The cathedral dedicated to St. Pol is a fine example of early Gothic architecture, noble in proportions, rich in carving and sombre in colour, the dark green Kersanton stone giving a fine effect to the interior, in which some white-robed nuns are generally to be seen on their knees. The nave is thirteenth-century work, there is some florid carving on the south porch, and a fine rose window; above are two towers, with lofty lancet windows, and spires which remind us of churches in Normandy.
But the spire of Notre Dame de Creizker—literally, “Our Lady of the Middle Town”—which is higher than the cathedral towers, is the most interesting object in St. Pol; the central point round which the lives of the Léonnais radiate, a landmark seen far and wide by land and sea. This spire, built in the fourteenth century, in the reign of John IV., Duke of Brittany, is supposed to be the work of an English architect. The tower is of granite, richly ornamented with a projecting cornice, and its spire is pierced through to the sky. The beauty and magnificence of the churches of St. Pol de Léon are out of all proportion to the present importance—or unimportance—of the place. The inhabitants have little sympathy with the art of the sixteenth century, or with the Druidical remains they find in their fields, but they welcome travellers gladly in the nineteenth.

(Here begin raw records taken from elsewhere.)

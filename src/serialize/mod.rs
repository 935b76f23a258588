//! Serializer backends for parsed values.
//!
//! Six backends share the recursive shape and the hard depth bound of
//! [`MAX_DEPTH`]. The literal grammar cannot express cyclic tables and
//! ownership makes self-reference unrepresentable, so the depth bound is
//! the only guard the recursion needs.

mod json;
mod msgpack;
mod sql;
mod xml;

pub use json::{to_natural_json, to_typed_json};
pub use msgpack::{to_msgpack, to_sql_blob};
pub use sql::{to_sql_literal, TableSql};
pub use xml::to_xml;

use thiserror::Error;

use crate::literal::quote;
use crate::predicates::is_identifier;
use crate::value::{self, Value, MAX_DEPTH};

#[derive(Debug, Error, PartialEq)]
pub enum SerError {
    #[error("Maximal depth reached!")]
    MaxDepth,

    #[error("MessagePack encoding failed: {0}")]
    Encode(String),
}

pub(crate) fn check_depth(depth: usize) -> Result<(), SerError> {
    if depth > MAX_DEPTH {
        Err(SerError::MaxDepth)
    } else {
        Ok(())
    }
}

/// Canonical TSV nested form: numbers plain, strings double-quoted,
/// tables braced with positional elements first and keyed entries sorted
/// by key. Nil positional slots serialize as empty pieces.
pub fn to_canonical(v: &Value) -> Result<String, SerError> {
    canonical_at(v, 1)
}

fn canonical_at(v: &Value, depth: usize) -> Result<String, SerError> {
    check_depth(depth)?;
    match v {
        Value::Nil => Ok(String::new()),
        Value::Bool(b) => Ok(b.to_string()),
        Value::Int(_) | Value::Float(_) => Ok(value::to_plain_number(v)),
        Value::Str(s) => Ok(quote(s)),
        Value::Table(t) => {
            let mut parts = Vec::with_capacity(t.seq.len() + t.entries.len());
            for elem in &t.seq {
                parts.push(canonical_at(elem, depth + 1)?);
            }
            for (k, val) in t.sorted_entries() {
                let key = canonical_key(k, depth + 1)?;
                parts.push(format!("{}={}", key, canonical_at(val, depth + 1)?));
            }
            Ok(format!("{{{}}}", parts.join(",")))
        }
    }
}

/// Identifier keys print bare so the literal parser can read them back;
/// anything else falls through to its scalar form.
fn canonical_key(k: &Value, depth: usize) -> Result<String, SerError> {
    match k {
        Value::Str(s) if is_identifier(s) => Ok(s.clone()),
        other => canonical_at(other, depth),
    }
}

#[cfg(test)]
mod tests {
    use super::*;
    use crate::value::Table;

    fn deep_table(levels: usize) -> Value {
        let mut v = Value::Int(1);
        for _ in 0..levels {
            v = Value::Table(Table { seq: vec![v], entries: vec![] });
        }
        v
    }

    #[test]
    fn canonical_scalars() {
        assert_eq!(to_canonical(&Value::Int(42)).unwrap(), "42");
        assert_eq!(to_canonical(&Value::Bool(true)).unwrap(), "true");
        assert_eq!(to_canonical(&Value::Str("a\tb".into())).unwrap(), "\"a\\tb\"");
        assert_eq!(to_canonical(&Value::Nil).unwrap(), "");
    }

    #[test]
    fn canonical_table_sorts_keys() {
        let mut t = Table::new();
        t.set(Value::Str("b".into()), Value::Int(2));
        t.set(Value::Str("a".into()), Value::Int(1));
        assert_eq!(to_canonical(&Value::Table(t)).unwrap(), "{a=1,b=2}");
    }

    #[test]
    fn canonical_mixed_table() {
        let mut t = Table::new();
        t.seq.push(Value::Int(1));
        t.seq.push(Value::Nil);
        t.set(Value::Str("k".into()), Value::Str("v".into()));
        assert_eq!(to_canonical(&Value::Table(t)).unwrap(), "{1,,k=\"v\"}");
    }

    #[test]
    fn depth_ten_serializes_eleven_fails() {
        assert!(to_canonical(&deep_table(10)).is_ok());
        let err = to_canonical(&deep_table(11)).unwrap_err();
        assert_eq!(err.to_string(), "Maximal depth reached!");
    }

    #[test]
    fn canonical_round_trips_through_literal_parser() {
        let mut inner = Table::new();
        inner.seq.push(Value::Int(2));
        inner.seq.push(Value::Int(3));
        let mut t = Table::new();
        t.set(Value::Str("a".into()), Value::Int(1));
        t.set(Value::Str("b".into()), Value::Table(inner));
        let v = Value::Table(t);
        let text = to_canonical(&v).unwrap();
        assert_eq!(text, "{a=1,b={2,3}}");
        let mut bad = crate::report::BadVal::discarding();
        let reparsed = crate::literal::parse_table_literal(&mut bad, &text).unwrap();
        assert_eq!(to_canonical(&reparsed).unwrap(), text);
    }
}
#[cfg(test)]
mod tests {
    use super::*;

    fn parse(prim: Primitive, input: &str) -> Option<(Value, String)> {
        let mut bad = BadVal::discarding();
        parse_primitive(prim, &mut bad, input, ParseContext::Tsv)
    }

    #[test]
    fn integer_bounds() {
        assert_eq!(parse(Primitive::Integer, "42"), Some((Value::Int(42), "42".into())));
        assert!(parse(Primitive::Integer, "4.2").is_none());
        assert!(parse(Primitive::Ubyte, "256").is_none());
        assert_eq!(parse(Primitive::Ubyte, "255"), Some((Value::Int(255), "255".into())));
        assert!(parse(Primitive::Uint, "-1").is_none());
    }

    #[test]
    fn float_always_carries_point() {
        assert_eq!(parse(Primitive::Float, "3"), Some((Value::Float(3.0), "3.0".into())));
        assert_eq!(parse(Primitive::Float, "2.5"), Some((Value::Float(2.5), "2.5".into())));
    }

    #[test]
    fn number_rejects_non_finite() {
        assert!(parse(Primitive::Number, "nan").is_none());
        assert!(parse(Primitive::Number, "1/0").is_none());
        assert_eq!(parse(Primitive::Number, "3.0"), Some((Value::Float(3.0), "3".into())));
    }

    #[test]
    fn percent_reformats_canonically() {
        assert_eq!(parse(Primitive::Percent, "1/2"), Some((Value::Float(0.5), "50%".into())));
        assert_eq!(
            parse(Primitive::Percent, "12.5%"),
            Some((Value::Float(0.125), "12.5%".into()))
        );
    }

    #[test]
    fn text_unescapes_and_reescapes() {
        let (v, r) = parse(Primitive::Text, "line1\\nline2\\tend").unwrap();
        assert_eq!(v, Value::Str("line1\nline2\tend".into()));
        assert_eq!(r, "line1\\nline2\\tend");
    }

    #[test]
    fn hexbytes_uppercases() {
        assert_eq!(
            parse(Primitive::Hexbytes, "deadbeef"),
            Some((Value::Str("DEADBEEF".into()), "DEADBEEF".into()))
        );
        assert!(parse(Primitive::Hexbytes, "abc").is_none());
    }

    #[test]
    fn base64_round_trips_canonically() {
        let (v, r) = parse(Primitive::Base64bytes, "aGVsbG8=").unwrap();
        assert_eq!(v, Value::Str("aGVsbG8=".into()));
        assert_eq!(r, "aGVsbG8=");
    }

    #[test]
    fn cmp_version_normalizes_double_equals() {
        let (_, r) = parse(Primitive::CmpVersion, "==1.2.3").unwrap();
        assert_eq!(r, "=1.2.3");
        let (_, r) = parse(Primitive::CmpVersion, ">=2.0.0").unwrap();
        assert_eq!(r, ">=2.0.0");
    }

    #[test]
    fn any_discriminates() {
        assert_eq!(parse(Primitive::Any, "true"), Some((Value::Bool(true), "true".into())));
        assert_eq!(parse(Primitive::Any, "7"), Some((Value::Int(7), "7".into())));
        assert!(matches!(parse(Primitive::Any, "{1,2}"), Some((Value::Table(_), _))));
        assert_eq!(
            parse(Primitive::Any, "hello"),
            Some((Value::Str("hello".into()), "hello".into()))
        );
    }

    #[test]
    fn version_is_strict() {
        assert!(parse(Primitive::Version, "1.2").is_none());
        assert!(parse(Primitive::Version, "1.2.3").is_some());
    }
}
//! Typed AST for type specifications.
//!
//! The AST decouples the spec grammar from the registry. Each variant
//! carries only what registration needs; canonicalization lives here so
//! that syntactically different but equivalent specs key the same
//! registry entry.

use std::fmt;

/// Reserved words of the validator expression language. Record field names
/// must not collide with these.
pub const KEYWORDS: &[&str] = &[
    "and", "break", "do", "else", "elseif", "end", "false", "for", "function", "goto", "if", "in",
    "local", "nil", "not", "or", "repeat", "return", "then", "true", "until", "while",
];

pub fn is_keyword(s: &str) -> bool {
    KEYWORDS.contains(&s)
}

/// A parsed type specification.
#[derive(Debug, Clone, PartialEq)]
pub enum TypeAst {
    /// A primitive or registered type name.
    Name(String),
    /// `{enum:a|b|c}`
    Enum(Vec<String>),
    /// `{T}`
    Array(Box<TypeAst>),
    /// `{K:V}` — exactly one key/value pair.
    Map(Box<TypeAst>, Box<TypeAst>),
    /// `{T1,T2,..}` — at least two positions.
    Tuple(Vec<TypeAst>),
    /// `{f1:T1,f2:T2,..}` — at least two fields, declaration order.
    Record(Vec<(String, TypeAst)>),
    /// `A|B|C` — flat, declaration order, `string` last.
    Union(Vec<TypeAst>),
    /// `{extends:Parent,f1:T1,..}`
    Extends {
        parent: String,
        extra: Vec<(String, TypeAst)>,
    },
    /// `{extends:T}` — accepts names of types extending T.
    AncestorConstraint(Box<TypeAst>),
    /// `{extends,TagName}` — accepts names of types covered by the tag.
    TypeTagUse(String),
}

impl TypeAst {
    /// True if a value of this spec can be nil without consulting the
    /// registry: the literal `nil` type or a union carrying it. Alias
    /// indirection is resolved at registration time.
    pub fn admits_nil_syntactically(&self) -> bool {
        match self {
            TypeAst::Name(n) => n == "nil",
            TypeAst::Union(members) => members.iter().any(|m| m.admits_nil_syntactically()),
            _ => false,
        }
    }

    /// The canonical textual form: record fields sorted, union members
    /// deduplicated in declaration order with `string` forced last, enum
    /// labels lowercased and sorted, no whitespace anywhere.
    pub fn canonical(&self) -> String {
        match self {
            TypeAst::Name(n) => n.clone(),
            TypeAst::Enum(labels) => {
                let mut labels: Vec<String> = labels.iter().map(|l| l.to_lowercase()).collect();
                labels.sort();
                labels.dedup();
                format!("{{enum:{}}}", labels.join("|"))
            }
            TypeAst::Array(elem) => format!("{{{}}}", elem.canonical()),
            TypeAst::Map(k, v) => format!("{{{}:{}}}", k.canonical(), v.canonical()),
            TypeAst::Tuple(positions) => {
                let inner: Vec<String> = positions.iter().map(|p| p.canonical()).collect();
                format!("{{{}}}", inner.join(","))
            }
            TypeAst::Record(fields) => format!("{{{}}}", canonical_fields(fields)),
            TypeAst::Union(members) => canonical_union(members),
            TypeAst::Extends { parent, extra } => {
                format!("{{extends:{},{}}}", parent, canonical_fields(extra))
            }
            TypeAst::AncestorConstraint(ancestor) => {
                format!("{{extends:{}}}", ancestor.canonical())
            }
            TypeAst::TypeTagUse(name) => format!("{{extends,{}}}", name),
        }
    }
}

fn canonical_fields(fields: &[(String, TypeAst)]) -> String {
    let mut sorted: Vec<&(String, TypeAst)> = fields.iter().collect();
    sorted.sort_by(|a, b| a.0.cmp(&b.0));
    let parts: Vec<String> = sorted
        .iter()
        .map(|(name, spec)| format!("{}:{}", name, spec.canonical()))
        .collect();
    parts.join(",")
}

/// Deduplicate by canonical form preserving first occurrence, then move
/// `string` to the end. The caller has already rejected unions where
/// `string` precedes another member in the source text.
fn canonical_union(members: &[TypeAst]) -> String {
    let mut seen: Vec<String> = Vec::new();
    for m in members {
        let c = m.canonical();
        if !seen.contains(&c) {
            seen.push(c);
        }
    }
    if let Some(pos) = seen.iter().position(|c| c == "string") {
        let s = seen.remove(pos);
        seen.push(s);
    }
    seen.join("|")
}

impl fmt::Display for TypeAst {
    fn fmt(&self, f: &mut fmt::Formatter<'_>) -> fmt::Result {
        f.write_str(&self.canonical())
    }
}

It is a wide plain round about St. Pol, from which the Gothic spires seem to reach to heaven, and where a human figure, standing in a field, points upwards with strange emphasis against the sky; a district peopled by classic-looking market gardeners, whose children walk in groves of cabbages five feet high, and play at hide and seek in their shadows.
Gurgoyle at Roscoff.
Three miles north of St. Pol is the little sea-port of Roscoff, historically interesting as the landing-place of the child princess Mary Queen of Scots, who passed through Roscoff on her way to Nantes in 1548. There are the ruins of a chapel founded by her, still standing on the seashore; in the church, with its open belfry tower, are some curious alabaster reliefs; and in the neighbourhood, in a convent garden, is a gigantic fig-tree, said to be two centuries old. Roscoff is now used as a bathing-place, and there is a constant passing to and fro in summer between this port and a little island three miles farther north, the Île de Batz, where a hardy population of fishermen and women ply their dangerous trade, with hardly any communication with the shore in winter. It is almost worth while to cross to the Île de Batz to see the “Druidesses,” as the women of the island are called, assembling on Sundays in their island church; and it might be worth while for a painter to make a longer stay in this neighbourhood, to make studies (if only for colour) of some of the curious figures to be seen in such out-of-the-way corners as Roscoff. Here is one of an old man with long hair and semi-nautical aspect, who sits in the evening on a stone seat in front of the cottage which he owns, facing the sea; a poor man to outward appearance, but an owner of the soil; his face is screwed and weather-worn, his clothes are patched in various shades of brown; his blouse is of a dark and greasy tinge; his working life has been spent in the fields or down at the port, but his final cause is undoubtedly to smoke; he has coloured by degrees, like a good old pipe, and his sabots have caught the true meerschaum tinge; he has smouldered at Roscoff for many years, and seems ready for burning, stacked against the wall like the fagots collected for winter fires. There is no difficulty in making a sketch, for this rich-toned “owner of the soil” of Finistère has a perfect contempt for strangers, and is as immovable as the gurgoyle sketched on the preceding page.
Let us now turn westward in the direction of Lesneven and Le Folgoet, to see one of the finest churches in Finistère. There are two roads to Lesneven, of which we would recommend the traveller to take the one to the north, near the sea. The country is for the most part dreary in aspect, but there are some curious wayside crosses on the route. There are a few fields of buckwheat, corn, and rye, banked up by high hedges, and skirted by pollard trees. It is one of those drives which should be taken leisurely by the antiquary or the archæologist; a route where there is little to remind us of the present, and much to bring before us the habits of the past. Every monument we pass on the road, every hovel at the roadside, and nearly every peasant in the fields, is of the pattern of a past age.